I went to the doctor in person so he could order a lab test. Then I went to the doctor in person to get the results of the lab test. I should be able to get the lab test without a doctor’s order. and the doctor should be able to email me the results of the lab test, asking me to come in and see him personally only if the results were seriously negative. Of course, 95% of results are that there is no disease.
The free market should allow cost cutting through technology.
It is pure BS that health benefits are considered a cost of doing business for the business, but are considered income for an employee.
They are a cost of doing business for everybody. The tax code is the problem.
Health care is a cost for anybody. Exclude ANY cost of doing business from being taxed for Everybody.

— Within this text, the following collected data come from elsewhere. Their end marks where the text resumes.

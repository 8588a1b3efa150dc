////////////////////////////////////////////////////////////////////////////////
// This file is part of "Ad Astra", an embeddable scripting programming       //
// language platform.                                                         //
//                                                                            //
// This work is proprietary software with source-available code.              //
//                                                                            //
// To copy, use, distribute, or contribute to this work, you must agree to    //
// the terms of the General License Agreement:                                //
//                                                                            //
// https://github.com/Eliah-Lakhin/ad-astra/blob/master/EULA.md               //
//                                                                            //
// The agreement grants a Basic Commercial License, allowing you to use       //
// this work in non-commercial and limited commercial products with a total   //
// gross revenue cap. To remove this commercial limit for one of your         //
// products, you must acquire a Full Commercial License.                      //
//                                                                            //
// If you contribute to the source code, documentation, or related materials, //
// you must grant me an exclusive license to these contributions.             //
// Contributions are governed by the "Contributions" section of the General   //
// License Agreement.                                                         //
//                                                                            //
// Copying the work in parts is strictly forbidden, except as permitted       //
// under the General License Agreement.                                       //
//                                                                            //
// If you do not or cannot agree to the terms of this Agreement,              //
// do not use this work.                                                      //
//                                                                            //
// This work is provided "as is", without any warranties, express or implied, //
// except where such disclaimers are legally invalid.                         //
//                                                                            //
// Copyright (c) 2024 Ilya Lakhin (Илья Александрович Лахин).                 //
// All rights reserved.                                                       //
////////////////////////////////////////////////////////////////////////////////

use std::fmt::{Debug, Display, Formatter};

use compact_str::CompactString;

use crate::semantics::DescriptorRef;

/// A fully qualified name of a package or a class.
///
/// The root package has no segments.
#[derive(Clone, Default, PartialEq, Eq, PartialOrd, Ord, Hash)]
pub struct FqName {
    segments: Vec<CompactString>,
}

impl Debug for FqName {
    #[inline(always)]
    fn fmt(&self, formatter: &mut Formatter<'_>) -> std::fmt::Result {
        Display::fmt(self, formatter)
    }
}

impl Display for FqName {
    fn fmt(&self, formatter: &mut Formatter<'_>) -> std::fmt::Result {
        if self.segments.is_empty() {
            return formatter.write_str("<root>");
        }

        let mut first = true;

        for segment in &self.segments {
            if !first {
                formatter.write_str(".")?;
            }

            first = false;

            formatter.write_str(segment)?;
        }

        Ok(())
    }
}

impl<'a> From<&'a str> for FqName {
    #[inline(always)]
    fn from(value: &'a str) -> Self {
        Self::parse(value)
    }
}

impl FqName {
    /// Returns the name of the root package.
    #[inline(always)]
    pub fn root() -> Self {
        Self::default()
    }

    /// Parses a dot-separated name. Empty segments are ignored.
    pub fn parse(string: &str) -> Self {
        Self {
            segments: string
                .split('.')
                .filter(|segment| !segment.is_empty())
                .map(CompactString::from)
                .collect(),
        }
    }

    /// Creates a name from the sequence of segments.
    #[inline(always)]
    pub fn from_segments(segments: impl IntoIterator<Item = impl Into<CompactString>>) -> Self {
        Self {
            segments: segments.into_iter().map(Into::into).collect(),
        }
    }

    /// Returns the name segments.
    #[inline(always)]
    pub fn segments(&self) -> &[CompactString] {
        &self.segments
    }

    /// Returns true if this is the root package name.
    #[inline(always)]
    pub fn is_root(&self) -> bool {
        self.segments.is_empty()
    }

    /// Returns the last segment, or an empty string for the root name.
    #[inline(always)]
    pub fn last(&self) -> &str {
        match self.segments.last() {
            Some(last) => last.as_str(),
            None => "",
        }
    }

    /// Returns a name of the enclosing package, or None for the root name.
    pub fn parent(&self) -> Option<Self> {
        if self.segments.is_empty() {
            return None;
        }

        Some(Self {
            segments: self.segments[..self.segments.len() - 1].to_vec(),
        })
    }

    /// Returns a nested name.
    pub fn child(&self, segment: impl Into<CompactString>) -> Self {
        let mut segments = self.segments.clone();

        segments.push(segment.into());

        Self { segments }
    }

    /// Returns the name consisting of the first `length` segments.
    #[inline(always)]
    pub fn prefix(&self, length: usize) -> Self {
        Self {
            segments: self.segments[..length.min(self.segments.len())].to_vec(),
        }
    }

    /// Returns true if this name starts with all segments of `other`.
    #[inline(always)]
    pub fn starts_with(&self, other: &Self) -> bool {
        self.segments.starts_with(&other.segments)
    }
}

/// A type of a value, a declaration or an expression.
///
/// Types refer to the class and type parameter descriptors of the session.
#[derive(Clone, Copy, Debug, Default, PartialEq, Eq, PartialOrd, Ord, Hash)]
pub enum Ty {
    /// The type cannot be inferred or refers to a missing class.
    #[default]
    Unresolved,

    /// An instance of a class.
    Class(DescriptorRef),

    /// A value of a type parameter.
    Parameter(DescriptorRef),
}

impl Ty {
    /// Returns the class or type parameter descriptor of this type.
    #[inline(always)]
    pub fn descriptor(&self) -> Option<DescriptorRef> {
        match self {
            Self::Unresolved => None,
            Self::Class(descriptor) => Some(*descriptor),
            Self::Parameter(descriptor) => Some(*descriptor),
        }
    }

    /// Returns true unless the type is [Unresolved](Self::Unresolved).
    #[inline(always)]
    pub fn is_resolved(&self) -> bool {
        !matches!(self, Self::Unresolved)
    }
}

/// Classes of the builtins package that the engine and the
/// [ExpressionTyper](crate::analysis::ExpressionTyper) rely on.
#[derive(Clone, Copy, Debug, Default, PartialEq, Eq, Hash)]
pub struct Builtins {
    /// The root of the class hierarchy.
    pub any: Ty,
    /// Integer numbers.
    pub int: Ty,
    /// Strings.
    pub string: Ty,
    /// Booleans.
    pub boolean: Ty,
    /// The type of statements and blocks without a value.
    pub unit: Ty,
    /// The type of `return` expressions.
    pub nothing: Ty,
}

Food, clothing, shelter, health care, insurance, transportation, education, etc. are ALL costs of doing business for the individual/family. ALL should be excluded from income. The only thing that should be taxed is PROFIT.
There is also a basic flaw in the health insurance market where there is a third party between the provider of services and the recipient; if the recipient had to pay all costs, prices would fall because of the direct exchange. Many people have reported the lower prices as a result of paying cash for procedures/treatment; when there is no insurance company/middle man to fleece, there are efficiencies in the system. Doctors certainly wouldn’t be billing for unnecessary nonsense used to inflate bills; the recipient wouldn’t stand for it if they were on the hook for the full price.